Argentina es, en cierto modo, una pequeña Europa. No me refiero a que ciertos barrios de Buenos Aires puedan parecerse a París ni a cosas de ese tipo. La principal similitud se encuentra en el modelo económico que tanto los grandes países europeos como Argentina adoptaron a partir de 1945. Hablamos del progresismo económico, comúnmente conocido como socialdemocracia.
Juan Domingo Perón simpatizaba con el fascismo, que había observado de cerca durante los cursillos militares que realizó en Italia. Y era esencialmente conservador. Pero en cuanto ganó las elecciones de 1946 empezó a aplicar un programa que, en lo económico y social, puede considerarse progresista: redistribución fiscal de la renta, fomento de la actividad sindical y del “ascensor social”, salario mínimo, leyes antimonopolio, subsidios a los más necesitados, y desarrollo de los servicios públicos y de algo muy cercano, aunque más pedestre, a lo que en Europa llamamos Estado del Bienestar.
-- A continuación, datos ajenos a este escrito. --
#![allow(dead_code)]

use std::collections::{HashMap, HashSet};
use std::sync::{Arc, Mutex};
use std::time::Duration;

use async_trait::async_trait;
use serde_json::{json, Value};
use sozluk::{
    Dictionary, FetchError, RetryConfig, SozlukConfig, Transport, TransportResponse,
};

pub const BASE_URL: &str = "http://dictionary.test";

/// In-memory stand-in for the dictionary service.
///
/// Routes are keyed by `path` or `path?term`; the more specific key wins.
/// Unknown routes answer with the service's "no result" object.
#[derive(Default)]
pub struct FakeService {
    routes: Mutex<HashMap<String, Value>>,
    down: Mutex<HashSet<String>>,
    calls: Mutex<Vec<String>>,
    delay: Mutex<Option<Duration>>,
}

impl FakeService {
    pub fn new() -> Arc<Self> {
        Arc::new(Self::default())
    }

    pub fn route(&self, key: &str, body: Value) {
        self.routes.lock().unwrap().insert(key.to_string(), body);
    }

    pub fn take_down(&self, path: &str) {
        self.down.lock().unwrap().insert(path.to_string());
    }

    pub fn bring_up(&self, path: &str) {
        self.down.lock().unwrap().remove(path);
    }

    pub fn set_delay(&self, delay: Duration) {
        *self.delay.lock().unwrap() = Some(delay);
    }

    pub fn calls_to(&self, path: &str) -> usize {
        self.calls
            .lock()
            .unwrap()
            .iter()
            .filter(|p| p.as_str() == path)
            .count()
    }

    pub fn total_calls(&self) -> usize {
        self.calls.lock().unwrap().len()
    }
}

#[async_trait]
impl Transport for FakeService {
    async fn get(
        &self,
        path: &str,
        params: &[(String, String)],
    ) -> Result<TransportResponse, FetchError> {
        self.calls.lock().unwrap().push(path.to_string());

        let delay = *self.delay.lock().unwrap();
        if let Some(delay) = delay {
            tokio::time::sleep(delay).await;
        }

        if self.down.lock().unwrap().contains(path) {
            return Err(FetchError::Transport("connection refused".into()));
        }

        let term = params
            .iter()
            .find(|(name, _)| name == "ara")
            .map(|(_, value)| value.as_str())
            .unwrap_or("");
        let routes = self.routes.lock().unwrap();
        let body = routes
            .get(&format!("{path}?{term}"))
            .or_else(|| routes.get(path))
            .cloned()
            .unwrap_or_else(|| json!({"error": "Sonuç bulunamadı"}));
        Ok(TransportResponse::ok(body.to_string()))
    }

    fn base_url(&self) -> &str {
        BASE_URL
    }
}

/// Fast retries so failing legs settle quickly.
pub fn test_config() -> SozlukConfig {
    let mut config = SozlukConfig::default();
    config.retry = RetryConfig::default()
        .with_max_retries(1)
        .with_base_delay(Duration::from_millis(1))
        .with_max_delay(Duration::from_millis(1));
    config.transport.timeout = Duration::from_millis(500);
    config
}

pub fn dictionary(service: &Arc<FakeService>, config: &SozlukConfig) -> Dictionary {
    let transport: Arc<dyn Transport> = service.clone();
    Dictionary::with_transport(config, transport)
}

/// A service that knows "merhaba" and "kalem" plus a candidate pool.
pub fn seeded_service() -> Arc<FakeService> {
    let service = FakeService::new();
    service.route(
        "/gts?merhaba",
        json!([{
            "madde": "merhaba",
            "lisan": "Arapça marḥaba",
            "cogul_mu": "0",
            "ozel_mi": "0",
            "anlamlarListe": [{
                "anlam_sira": "1",
                "anlam": "Selam, günaydın",
                "ozelliklerListe": [{"tam_adi": "ünlem"}],
                "orneklerListe": [{"ornek": "Merhaba, nasılsınız?"}]
            }]
        }]),
    );
    service.route(
        "/gts?kalem",
        json!([{
            "madde": "kalem",
            "lisan": "Arapça ḳalem",
            "birlesikler": "kurşun kalem, dolma kalem",
            "anlamlarListe": [
                {"anlam_sira": "1", "anlam": "Yazı yazmaya yarayan araç", "ozelliklerListe": [{"tam_adi": "isim"}]},
                {"anlam_sira": "2", "anlam": "Resmî dairelerde yazı işleri bürosu"}
            ]
        }]),
    );
    service.route(
        "/atasozu?kalem",
        json!([
            {"sozum": "kalem kılıçtan keskindir", "anlami": "Yazı silahtan etkilidir", "turu2": "Atasözü"},
            {"sozum": "kalem oynatmak", "turu2": "Deyim"}
        ]),
    );
    service.route("/terim?kalem", json!([{"madde": "kalem", "anlam": "Bir yazı aracı"}]));
    service.route("/kilavuz?kalem", json!([{"sozu": "kalem"}]));
    service.route("/yazim?kalem", json!([{"sozu": "kalem", "seskod": "k0412"}]));
    service.route("/gts?kitap", json!([{"madde": "kitap"}]));
    service.route(
        "/autocomplete.json",
        json!([
            {"madde": "Abartı"}, {"madde": "abla"}, {"madde": "acele"}, {"madde": "açık"},
            {"madde": "ada"}, {"madde": "adım"}, {"madde": "ağaç"}, {"madde": "ağız"},
            {"madde": "ahenk"}, {"madde": "akşam"}, {"madde": "alev"}, {"madde": "anne"},
            {"madde": "kitap"}, {"madde": "katap"}, {"madde": "kiitap"}, {"madde": "kalıp"},
            {"madde": "kalem"}, {"madde": "kap"}, {"madde": "sevgi"}, {"madde": "sevgili"},
            {"madde": "sevinç"}, {"madde": "sergi"}, {"madde": "ışık"}, {"madde": "ılık"},
            {"madde": "abla"}
        ]),
    );
    service.route(
        "/icerik",
        json!({"kelime": [{"madde": "nazende", "anlam": "Nazlı, narin"}], "atasozu": []}),
    );
    service
}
El modelo argentino no ha cambiado sustancialmente a lo largo de las décadas, pese a los vaivenes políticos y las dictaduras militares. Argentina sigue teniendo hoy la más eficaz red de protección social de Latinoamérica y una gran mayoría de sus habitantes considera evidente el derecho a la educación y la asistencia sanitaria gratuitas. Sin embargo, el progresismo económico, o si quieren la esencia socialdemócrata del país, ha ido degenerando hasta convertirse en una caricatura: falta dinero para pagar la fiesta.
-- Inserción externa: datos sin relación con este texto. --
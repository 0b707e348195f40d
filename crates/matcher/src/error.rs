use thiserror::Error;

/// Why a wildcard pattern was rejected.
#[derive(Debug, Error)]
pub enum PatternError {
    #[error("pattern is empty")]
    Empty,
    #[error("invalid length clause `{0}`: expected a positive integer after ','")]
    InvalidLength(String),
    #[error("pattern has {len} characters, limit is {max}")]
    TooLong { len: usize, max: usize },
    #[error("failed to build matcher: {0}")]
    Regex(#[from] regex::Error),
}
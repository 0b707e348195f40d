//! Approximate matching over candidate pools.
//!
//! - [`spelling_suggestions`]: corrections for a term the primary dictionary
//!   does not know.
//! - [`similar_words`]: same-initial terms sharing a prefix or middle substring.
//! - [`WildcardPattern`]: `?`/`*` patterns with an optional `,N` length clause.
//!
//! All operations are pure functions of their input and a [`CandidatePool`].
//! An empty pool yields an empty result, never an error.

mod config;
mod error;
mod pool;
mod suggest;
mod wildcard;

pub use crate::config::MatchingConfig;
pub use crate::error::PatternError;
pub use crate::pool::CandidatePool;
pub use crate::suggest::{
    similar_words, spelling_suggestions, SuggestionCandidate, MIDDLE_SCORE, PREFIX_SCORE,
};
pub use crate::wildcard::WildcardPattern;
Argentina ha demostrado que el modelo socialdemócrata sólo puede sostenerse cuando la fiscalidad es justa, o sea, cuando quienes más poseen pagan más impuestos, y cuando el crecimiento económico resulta, pese a baches y recesiones, más o menos constante. Ambas cosas fallan desde hace mucho tiempo en la pequeña Europa latinoamericana.
Los problemas comienzan cuando el Estado gasta en exceso. Si la economía va creciendo y las cuentas no muestran un desequilibrio excesivo, cabe la posibilidad de endeudarse a un coste razonable con inversores nacionales y extranjeros. De cerrarse la opción del endeudamiento, no queda otra que imprimir dinero para hacer frente a los pagos. Eso tiende a generar inflación y a devaluar la moneda. Cuanto menos vale la moneda, más caro resulta importar. Entonces se protege con aranceles y subsidios a la industria nacional, que deja de ser competitiva en los mercados exteriores. La merma de las exportaciones reduce la llegada al país de divisas fuertes, como el dólar o el euro. El Banco Central se queda sin reservas y se acelera el círculo vicioso de la impresión de moneda, la inflación y la devaluación. El resultado, evidentemente, es la ruina. Y cuanta más protección social y más gasto público, más ruina.
Una mayoría de argentinos ha acabado asumiendo, quizá sin entenderlo del todo, lo que se dice en la árida parrafada anterior. La Argentina que entrega hoy el bastón presidencial a Javier Milei está al borde del abismo. La inflación es insostenible y la hiperinflación puede desatarse en cualquier momento. La cosa es tan grave que los votantes han elegido como presidente a quien (al margen de delirios) no les ha prometido otra cosa que sacrificios y, en el mejor de los casos, una larga temporada con la misma pobreza (que afecta a casi la mitad de la población) pero sin subsidios para hacerla llevadera. Vienen tiempos tormentosos.
Todo esto entraña algunas lecciones para la Europa real, que no es pequeña pero tampoco muy grande. La política fiscal en la Unión Europea constituye un fracaso: las grandes empresas y los millonarios pueden acogerse a refugios fiscales como Irlanda u Holanda, países miembros, o a los paraísos fiscales de ultramar, mientras los asalariados, autónomos y pequeños empresarios cargan con la mayor parte del peso que supone mantener un Estado del Bienestar. Y no alcanzan.
La deuda crece. El “ascensor social” permanece prácticamente bloqueado. La educación pública muestra un nivel muy discutible. La sanidad pública renquea. Falta innovación tecnológica en los sectores punteros y competitividad en sectores tan clásicamente europeos como la fabricación de automóviles. Y todo esto ocurre pese a que el gasto militar no es muy grande: la Unión Europea prefiere vender a otros, por indeseables que resulten, las armas que fabrica.
No creamos que Argentina es tan distinta de Europa. Como vimos entre 2008 y 2012, un giro brusco de la historia, como los que se dan de vez en cuando, podría hacer que se aproximaran. En el mal sentido, por supuesto.